Lately, i am seeing a lot more duplicate blocks received when downloading an image.
This is extending a update by minutes, sometimes longer.

For example, one device had 404 “is a duplicate” messages. This caused the update to take about 4 additional minutes versus the other 30 devices in the same pool.

Is there something i should look at to debug this issue? Could something have changed on the server side’s logic? i am running an older ota library but according to the release notes, nothing major has changed there (versus the major change on the mqtt interface). I am not interested in updating the mqtt layer to the latest library version as what we had has been stable, has been verified, and our platform is at a mature stage.
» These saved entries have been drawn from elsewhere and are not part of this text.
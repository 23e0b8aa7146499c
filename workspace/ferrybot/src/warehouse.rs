use async_trait::async_trait;

use bqwire::{TableReference, WriteDisposition};
use ferry::{FinishedJob, WarehouseError};

/// The warehouse operations the transfers rely on. Both calls block until the submitted job reaches a terminal
/// state; job level errors are reported through [`FinishedJob::errors`], never as `Err`.
#[async_trait]
pub trait Warehouse: Send + Sync {
  async fn copy_table(
    &self,
    source: &TableReference,
    destination: &TableReference,
    disposition: WriteDisposition,
  ) -> Result<FinishedJob, WarehouseError>;

  async fn query(&self, sql: &str, location: Option<&str>) -> Result<FinishedJob, WarehouseError>;
}

#[cfg(test)]
pub mod testing {
  use std::collections::VecDeque;
  use std::sync::Mutex;

  use async_trait::async_trait;

  use bqwire::{TableReference, WriteDisposition};
  use ferry::{FinishedJob, WarehouseError};

  use super::Warehouse;

  #[derive(Debug, Clone, PartialEq)]
  pub enum Call {
    Copy(TableReference, TableReference, WriteDisposition),
    Query(String, Option<String>),
  }

  /// Replays scripted results in order and records every call it receives.
  #[derive(Default)]
  pub struct Recorder {
    results: Mutex<VecDeque<Result<FinishedJob, WarehouseError>>>,
    calls: Mutex<Vec<Call>>,
  }

  impl Recorder {
    pub fn scripted(results: Vec<Result<FinishedJob, WarehouseError>>) -> Self {
      Recorder {
        results: Mutex::new(results.into_iter().collect()),
        calls: Mutex::new(Vec::new()),
      }
    }

    pub fn calls(&self) -> Vec<Call> {
      self.calls.lock().unwrap().clone()
    }

    fn next(&self, call: Call) -> Result<FinishedJob, WarehouseError> {
      self.calls.lock().unwrap().push(call);
      self
        .results
        .lock()
        .unwrap()
        .pop_front()
        .unwrap_or_else(|| Err(WarehouseError::Other("no scripted result".into())))
    }
  }

  #[async_trait]
  impl Warehouse for Recorder {
    async fn copy_table(
      &self,
      source: &TableReference,
      destination: &TableReference,
      disposition: WriteDisposition,
    ) -> Result<FinishedJob, WarehouseError> {
      self.next(Call::Copy(source.clone(), destination.clone(), disposition))
    }

    async fn query(&self, sql: &str, location: Option<&str>) -> Result<FinishedJob, WarehouseError> {
      self.next(Call::Query(sql.to_string(), location.map(|l| l.to_string())))
    }
  }
}
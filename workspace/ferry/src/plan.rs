use bqwire::{DatasetReference, TableReference, WriteDisposition};

use crate::errors::ConfigViolation;
use crate::names;
use crate::sql;

fn distinct(
  first: &'static str,
  second: &'static str,
  a: &TableReference,
  b: &TableReference,
) -> Result<(), ConfigViolation> {
  if a == b {
    return Err(ConfigViolation::SameTable {
      first,
      second,
      table: a.to_string(),
    });
  }

  Ok(())
}

/// A server side copy of one table over another.
#[derive(Debug, Clone, PartialEq)]
pub struct CopyPlan {
  pub source: TableReference,
  pub destination: TableReference,
  pub disposition: WriteDisposition,
}

impl CopyPlan {
  pub fn new(source: TableReference, destination: TableReference) -> Result<Self, ConfigViolation> {
    names::check_table("copy source", &source)?;
    names::check_table("copy destination", &destination)?;
    distinct("copy source", "copy destination", &source, &destination)?;

    Ok(CopyPlan {
      source,
      destination,
      disposition: WriteDisposition::WriteTruncate,
    })
  }
}

/// Materializes `view` into `staging`, then rebuilds `destination` from `staging`. Both tables share one name
/// in their respective datasets.
#[derive(Debug, Clone, PartialEq)]
pub struct MaterializePlan {
  pub view: TableReference,
  pub staging: TableReference,
  pub destination: TableReference,
  pub staging_location: Option<String>,
  pub cleanup: bool,
}

impl MaterializePlan {
  pub fn new(
    view: TableReference,
    staging: &DatasetReference,
    destination: &DatasetReference,
    table: &str,
  ) -> Result<Self, ConfigViolation> {
    let staging = staging.table(table);
    let destination = destination.table(table);

    names::check_table("source view", &view)?;
    names::check_table("staging table", &staging)?;
    names::check_table("destination table", &destination)?;
    distinct("staging table", "source view", &staging, &view)?;
    distinct("staging table", "destination table", &staging, &destination)?;

    Ok(MaterializePlan {
      view,
      staging,
      destination,
      staging_location: None,
      cleanup: false,
    })
  }

  pub fn located(self, staging_location: Option<String>) -> Self {
    MaterializePlan {
      staging_location,
      ..self
    }
  }

  pub fn with_cleanup(self, cleanup: bool) -> Self {
    MaterializePlan { cleanup, ..self }
  }

  pub fn staging_statement(&self) -> String {
    sql::create_or_replace(&self.staging, &self.view)
  }

  pub fn destination_statement(&self) -> String {
    sql::create_or_replace(&self.destination, &self.staging)
  }

  pub fn cleanup_statement(&self) -> String {
    sql::drop_table(&self.staging)
  }
}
                    if ( ( C->pacRxBlockBitmap[ulByte] & ulBitMask ) == 0U )    /* If we've already received this block... */
                        {
                            OTA_LOG_L1("[%s] block %u is a DUPLICATE. %u blocks remaining.\r
", OTA_METHOD_NAME,
                                       ulBlockIndex,
                                       C->ulBlocksRemaining );
                            eIngestResult = eIngest_Result_Duplicate_Continue;
                            *pxCloseResult = kOTA_Err_None;                         /* This is a success path. */
                        }

Library versions
Amazon FreeRTOS MQTT Agent V1.1.3
Amazon FreeRTOS MQTT Library V1.1.3
Amazon FreeRTOS OTA Agent V1.0.0

prasadvya wrote on July 08, 2019:

Hi nickm2018,

The OTA agent requests data blocks from the OTA streaming service using the request timer. The request timer is reset whenever a data block is received from the OTA service so the request message is only sent after being idle for this amount of time.

The timer configuration is located in the aws_ota_agent_config.h file and defined as -
#define otaconfigFILE_REQUEST_WAIT_MS 16000U

If you are receiving duplicate packets it means the data requests are being sent too fast and we should increase this timer based on the worst case expected network condition and platform being used.

Thank you for reporting this and let me know if higher timeout reduces duplicate packets.

Edited by: prasadvya on Jul 8, 2019 10:17 AM

nickm2018 wrote on July 12, 2019:

Thanks, i will look at adjusting this value. In my configuration it is currently set to 2500.

I have not touched this in a long time, definitely before we considered the ota system stable.

I have a fairly large OTA image, > 1.17MB so i do not want to make this delay too long.

Edited by: nickm2018 on Jul 12, 2019 2:09 PM

nickm2018 wrote on July 12, 2019:

nickm2018 wrote:
Thanks, i will look at adjusting this value. In my configuration it is currently set to 2500.

I have not touched this in a long time, definitely before we considered the ota system stable.

I have a fairly large OTA image, > 1.17MB so i do not want to make this delay too long.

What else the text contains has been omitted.